I've settled of the final specs of the cct.
Columns with 256 byte offset
Memory fill (clear)
EOR fill (on screen draw)
2 buffers
16 colors (normal c64 palette, normal 4*8 cell limitations)
The cct has completely changed. I want to make the cct as simple and cheap as possible while including the main features that ppl want. There seemed to be three main features that kept coming up in the discussions, the column formatting, fast memory clear and EOR fill. I want the cct to be simple enough that anyone can buy the parts from an electronics shop and put it together. When the cct is finished I will release the schematic so that anyone who wants to build one (not for profit) can. Also if anyone wants to write some code for the cct might want to have a look at the schematic.
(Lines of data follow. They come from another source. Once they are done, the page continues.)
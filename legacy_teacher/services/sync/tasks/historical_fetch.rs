use crate::adapters::sqlite;
use crate::adapters::sqlite::{onboarding_tasks, DbPool};
use crate::adapters::imap::{folders, historical};
use crate::services::sync::{helpers, worker};
use crate::error::EddieError;

use crate::services::logger;

/// Onboarding phase 3: Fetch 12 months with text body
pub async fn run_historical_fetch(
    app: &tauri::AppHandle,
    pool: &DbPool,
    account_id: &str,
    task: &onboarding_tasks::Task,
) -> Result<(), EddieError> {
    // Discover and seed folders first
    let (_creds, self_emails, mut conn) = worker::connect_account(pool, account_id).await?;
    let folder_list = folders::list_folders(&mut conn.session).await?;
    let sync_folders = folders::folders_to_sync(&folder_list, conn.has_gmail_ext);

    for folder in &sync_folders {
        sqlite::folder_sync::ensure_folder(pool, account_id, &folder.name)?;
    }

    // Now check for pending work
    let next_folder = sqlite::folder_sync::next_pending_folder(pool, account_id)?;

    let folder = match next_folder {
        Some(f) => f,
        None => {
            logger::debug("Historical fetch: all folders done");
            onboarding_tasks::mark_task_done(pool, account_id, &task.name)?;
            return Ok(());
        }
    };

    logger::debug(&format!("Historical fetch: starting {}", folder.name));

    let since = chrono::Utc::now()
        .checked_sub_signed(chrono::Duration::days(365))
        .ok_or_else(|| EddieError::Config("Date arithmetic overflow".into()))?
        .format("%d-%b-%Y")
        .to_string();

    let local_count = sqlite::messages::get_uids_for_folder(pool, account_id, &folder.name)?
        .len();

    let mailbox = conn.select_folder(&folder.name).await?;
    let server_count = mailbox.exists;

    helpers::status_emit::emit_status(app, "historical_fetch",
        &format!("{}/{} from {} ingested", local_count, server_count, folder.name));

    let below_uid = if folder.lowest_uid > 0 {
        Some(folder.lowest_uid)
    } else {
        None
    };

    let fetch_start = std::time::Instant::now();
    let total = historical::fetch_historical(
        &mut conn,
        &folder.name,
        &since,
        200,
        Some(1),
        below_uid,
        |envelopes, bodies| -> Result<(), String> {
            let messages = helpers::message_builder::prepare_messages(
                account_id, &folder.name, &envelopes, &self_emails,
            );
            sqlite::messages::insert_messages(pool, &messages)
                .map_err(|e| e.to_string())?;

            for (uid, text, is_html) in &bodies {
                let clean_text = if *is_html {
                    html2text::from_read(text.as_bytes(), 80)
                        .unwrap_or_else(|_| text.clone())
                } else {
                    text.clone()
                };
                if let Err(e) = sqlite::messages::update_body_by_uid(
                    pool, account_id, *uid, &clean_text
                ) {
                    logger::warn(&format!("Failed to store body for UID {}: {}", uid, e));
                }
            }

            if let Some(min_uid) = envelopes.iter().map(|e| e.uid).min() {
                sqlite::folder_sync::update_lowest_uid(
                    pool, account_id, &folder.name, min_uid
                ).map_err(|e| e.to_string())?;
            }
            if let Some(max_uid) = envelopes.iter().map(|e| e.uid).max() {
                sqlite::folder_sync::update_lowest_uid(pool, account_id, &folder.name, max_uid)
                    .map_err(|e| e.to_string())?;
                sqlite::folder_sync::update_highest_uid(pool, account_id, &folder.name, max_uid)
                    .map_err(|e| e.to_string())?;
            }

            worker::process_changes(app, pool, account_id)
                .map_err(|e| e.to_string())?;
            Ok(())
        },
    ).await?;

    logger::debug(&format!(
        "Historical fetch: {} fetched {} messages in {}",
        folder.name, total, logger::fmt_ms(fetch_start.elapsed())
    ));

    // Update last_sync so round-robin picks another folder next
    sqlite::folder_sync::set_status(pool, account_id, &folder.name, "in_progress")?;

    if total == 0 {
        // No more UIDs to process — folder is done
        logger::debug(&format!("Historical fetch: {} complete", folder.name));
        sqlite::folder_sync::set_status(pool, account_id, &folder.name, "done")?;
    }

    // Don't mark task done — next tick checks for more folders
    Ok(())
}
I have given my video ctt the flick, the cct now just uses the vic II and the RAM already inside the C64. In fact the cct will just be a bit of logic between the address and data buss of the C64 and the VIC II. This is a lot simpler. Basically when the VIC goes to get character data from xxxx location the cct jumps in and puts a different address on the buss corresponding to the column address. The memory fill will need address and data placed on the busses and a write signal during the Vic's part of the clock cycle. The EOR fill will use forty bytes and some EOR logic to put the appropriate byte on the data buss to VIC while drawing the screen. The If commodore where thinking about 3D graphics when they designed VIC II they probably would have added these simple features to the vic II but off course Commodore where not thinking about 3D graphics for the C64 back in 1982.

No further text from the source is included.